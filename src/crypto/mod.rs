// SPDX-License-Identifier: AGPL-3.0-or-later
//
// Copyright (C) 2026 ACM S.L.

//! # Payload Encryption
//!
//! Symmetric authenticated encryption for file payloads before they leave the
//! process. The byte format is compatible with git-crypt working files, so the
//! backing repository can be inspected with stock tooling:
//!
//! ```text
//! \x00GITCRYPT\x00 | nonce (12 bytes) | AES-256-CTR ciphertext
//! ```
//!
//! The nonce is derived from an HMAC-SHA1 of the plaintext, which makes
//! encryption deterministic: re-encrypting identical content produces an
//! identical blob, and the version-control backend sees no spurious diffs.
//!
//! Key material comes from the `GIT_CRYPT_KEY` environment variable (base64 of a
//! git-crypt key-escrow blob, parsed by [`keyfile`]) and is resolved once at
//! startup.

pub mod cipher;
pub mod keyfile;

pub use cipher::{Cipher, CryptoError, KeyMaterial};
pub use keyfile::parse_key_blob;
// ============================================================================
// Tests
// ============================================================================

#[cfg(test)]
mod tests {
    use super::*;
    use pretty_assertions::assert_eq;
    use std::collections::HashMap;

    fn env(pairs: &[(&str, &str)]) -> impl Fn(&str) -> Option<String> {
        let map: HashMap<String, String> = pairs
            .iter()
            .map(|(k, v)| (k.to_string(), v.to_string()))
            .collect();
        move |key: &str| map.get(key).cloned()
    }

    #[test]
    fn test_default_config() {
        let config = Config::default();
        assert!(config.sources.is_empty());
        assert_eq!(config.poll_interval_secs, 300);
        assert_eq!(config.max_backoff(), None);
        assert_eq!(config.per_page, 20);
        assert_eq!(config.query_timeout_secs, 5);
        assert_eq!(config.log_level, "info");
        assert!(!config.allow_private_hosts);
        assert_eq!(config.database.path, "news.db");
        assert_eq!(config.fetch.timeout_secs, 30);
        assert_eq!(config.fetch.max_bytes, 10 * 1024 * 1024);
        assert!(config.fetch.user_agent.starts_with("newsservice/"));
        assert!(config.validate().is_ok());
    }

    #[test]
    fn test_missing_file_returns_default() {
        let path = Path::new("/tmp/newsservice_test_nonexistent_config.toml");
        let config = Config::load_file(path).unwrap();
        assert_eq!(config, Config::default());
    }

    #[test]
    fn test_whitespace_only_file_returns_default() {
        let dir = std::env::temp_dir().join("newsservice_config_test_whitespace");
        std::fs::create_dir_all(&dir).unwrap();
        let path = dir.join("config.toml");
        std::fs::write(&path, "   \n  \n  ").unwrap();

        let config = Config::load_file(&path).unwrap();
        assert_eq!(config, Config::default());

        std::fs::remove_dir_all(&dir).ok();
    }

    #[test]
    fn test_partial_config_uses_defaults_for_missing() {
        let config = Config::from_toml("per_page = 50\n[database]\nmax_connections = 2\n").unwrap();
        assert_eq!(config.per_page, 50);
        assert_eq!(config.database.max_connections, 2);
        assert_eq!(config.database.path, "news.db");
        assert_eq!(config.poll_interval_secs, 300);
    }

    #[test]
    fn test_full_config() {
        let dir = std::env::temp_dir().join("newsservice_config_test_full");
        std::fs::create_dir_all(&dir).unwrap();
        let path = dir.join("config.toml");

        let content = r#"
poll_interval_secs = 120
max_backoff_secs = 3600
per_page = 10
query_timeout_secs = 2
log_level = "debug"

[[sources]]
name = "world"
url = "https://news.example.com/world.rss"

[[sources]]
name = "tech"
url = "https://news.example.com/tech.rss"

[database]
path = "/var/lib/newsservice/news.db"
max_connections = 8

[fetch]
timeout_secs = 10
max_bytes = 1048576
user_agent = "custom-agent/1.0"
"#;
        std::fs::write(&path, content).unwrap();

        let config = Config::load_file(&path).unwrap();
        assert_eq!(config.poll_interval(), Duration::from_secs(120));
        assert_eq!(config.max_backoff(), Some(Duration::from_secs(3600)));
        assert_eq!(config.per_page, 10);
        assert_eq!(config.query_timeout(), Duration::from_secs(2));
        assert_eq!(config.log_level, "debug");
        assert_eq!(
            config.sources,
            vec![
                Source::new("world", "https://news.example.com/world.rss"),
                Source::new("tech", "https://news.example.com/tech.rss"),
            ]
        );
        assert_eq!(config.database.path, "/var/lib/newsservice/news.db");
        assert_eq!(config.database.max_connections, 8);
        assert_eq!(config.fetch_timeout(), Duration::from_secs(10));
        assert_eq!(config.fetch.max_bytes, 1_048_576);
        assert_eq!(config.fetch.user_agent, "custom-agent/1.0");
        assert!(config.validate().is_ok());

        std::fs::remove_dir_all(&dir).ok();
    }

    #[test]
    fn test_invalid_toml_returns_error() {
        let err = Config::from_toml("this is not [valid toml").unwrap_err();
        assert!(matches!(err, ConfigError::Parse(_)));
        assert!(err.to_string().contains("Invalid TOML"));
    }

    #[test]
    fn test_wrong_type_returns_error() {
        let err = Config::from_toml("poll_interval_secs = \"often\"\n").unwrap_err();
        assert!(matches!(err, ConfigError::Parse(_)));
    }

    #[test]
    fn test_source_missing_url_is_parse_error() {
        let err = Config::from_toml("[[sources]]\nname = \"world\"\n").unwrap_err();
        assert!(matches!(err, ConfigError::Parse(_)));
    }

    #[test]
    fn test_unknown_keys_accepted() {
        let config = Config::from_toml("per_page = 5\ntotally_fake_key = true\n").unwrap();
        assert_eq!(config.per_page, 5);
    }

    #[test]
    fn test_too_large_file_rejected() {
        let dir = std::env::temp_dir().join("newsservice_config_test_too_large");
        std::fs::create_dir_all(&dir).unwrap();
        let path = dir.join("config.toml");
        std::fs::write(&path, "a".repeat(1_048_577)).unwrap();

        let err = Config::load_file(&path).unwrap_err();
        assert!(matches!(err, ConfigError::TooLarge(_)));
        assert!(err.to_string().contains("too large"));

        std::fs::remove_dir_all(&dir).ok();
    }

    #[test]
    fn test_env_overrides() {
        let mut config = Config::default();
        config
            .apply_env_overrides(env(&[
                (ENV_DATABASE_PATH, "/data/override.db"),
                (ENV_POLL_INTERVAL_SECS, " 60 "),
            ]))
            .unwrap();

        assert_eq!(config.database.path, "/data/override.db");
        assert_eq!(config.poll_interval_secs, 60);
    }

    #[test]
    fn test_empty_env_path_is_ignored() {
        let mut config = Config::default();
        config
            .apply_env_overrides(env(&[(ENV_DATABASE_PATH, "  ")]))
            .unwrap();
        assert_eq!(config.database.path, "news.db");
    }

    #[test]
    fn test_bad_env_interval_rejected() {
        let mut config = Config::default();
        let err = config
            .apply_env_overrides(env(&[(ENV_POLL_INTERVAL_SECS, "five")]))
            .unwrap_err();
        assert!(matches!(err, ConfigError::Invalid(_)));
        assert!(err.to_string().contains(ENV_POLL_INTERVAL_SECS));
    }

    #[test]
    fn test_validate_rejects_zero_values() {
        let mut config = Config::default();
        config.poll_interval_secs = 0;
        assert!(matches!(config.validate(), Err(ConfigError::Invalid(_))));

        let mut config = Config::default();
        config.per_page = 0;
        assert!(matches!(config.validate(), Err(ConfigError::Invalid(_))));

        let mut config = Config::default();
        config.fetch.max_bytes = 0;
        assert!(matches!(config.validate(), Err(ConfigError::Invalid(_))));
    }

    #[test]
    fn test_validate_rejects_private_source_unless_allowed() {
        let mut config = Config::default();
        config.sources = vec![Source::new("local", "http://127.0.0.1:8080/rss")];

        let err = config.validate().unwrap_err();
        assert!(err.to_string().contains("source 'local'"));

        config.allow_private_hosts = true;
        assert!(config.validate().is_ok());
    }

    #[test]
    fn test_validate_rejects_bad_scheme() {
        let mut config = Config::default();
        config.sources = vec![Source::new("disk", "file:///etc/passwd")];
        assert!(matches!(config.validate(), Err(ConfigError::Invalid(_))));
    }

    #[test]
    fn test_validate_rejects_duplicate_and_blank_names() {
        let mut config = Config::default();
        config.sources = vec![
            Source::new("world", "https://a.example.com/rss"),
            Source::new("world", "https://b.example.com/rss"),
        ];
        assert!(config.validate().unwrap_err().to_string().contains("duplicate"));

        config.sources = vec![Source::new(" ", "https://a.example.com/rss")];
        assert!(config.validate().unwrap_err().to_string().contains("no name"));
    }
}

____

== ASSIGNMENT ==
Print the lines above from the one with "assert_eq!(config.fetch.timeout_secs, 30);" through the one with "assert_eq!(config.query_timeout(), Duration::from_secs(2));", both included, exactly as written and nothing more.

== ANSWER FOR THIS EXERCISE ==
        assert_eq!(config.fetch.timeout_secs, 30);
        assert_eq!(config.fetch.max_bytes, 10 * 1024 * 1024);
        assert!(config.fetch.user_agent.starts_with("newsservice/"));
        assert!(config.validate().is_ok());
    }

    #[test]
    fn test_missing_file_returns_default() {
        let path = Path::new("/tmp/newsservice_test_nonexistent_config.toml");
        let config = Config::load_file(path).unwrap();
        assert_eq!(config, Config::default());
    }

    #[test]
    fn test_whitespace_only_file_returns_default() {
        let dir = std::env::temp_dir().join("newsservice_config_test_whitespace");
        std::fs::create_dir_all(&dir).unwrap();
        let path = dir.join("config.toml");
        std::fs::write(&path, "   \n  \n  ").unwrap();

        let config = Config::load_file(&path).unwrap();
        assert_eq!(config, Config::default());

        std::fs::remove_dir_all(&dir).ok();
    }

    #[test]
    fn test_partial_config_uses_defaults_for_missing() {
        let config = Config::from_toml("per_page = 50\n[database]\nmax_connections = 2\n").unwrap();
        assert_eq!(config.per_page, 50);
        assert_eq!(config.database.max_connections, 2);
        assert_eq!(config.database.path, "news.db");
        assert_eq!(config.poll_interval_secs, 300);
    }

    #[test]
    fn test_full_config() {
        let dir = std::env::temp_dir().join("newsservice_config_test_full");
        std::fs::create_dir_all(&dir).unwrap();
        let path = dir.join("config.toml");

        let content = r#"
poll_interval_secs = 120
max_backoff_secs = 3600
per_page = 10
query_timeout_secs = 2
log_level = "debug"

[[sources]]
name = "world"
url = "https://news.example.com/world.rss"

[[sources]]
name = "tech"
url = "https://news.example.com/tech.rss"

[database]
path = "/var/lib/newsservice/news.db"
max_connections = 8

[fetch]
timeout_secs = 10
max_bytes = 1048576
user_agent = "custom-agent/1.0"
"#;
        std::fs::write(&path, content).unwrap();

        let config = Config::load_file(&path).unwrap();
        assert_eq!(config.poll_interval(), Duration::from_secs(120));
        assert_eq!(config.max_backoff(), Some(Duration::from_secs(3600)));
        assert_eq!(config.per_page, 10);
        assert_eq!(config.query_timeout(), Duration::from_secs(2));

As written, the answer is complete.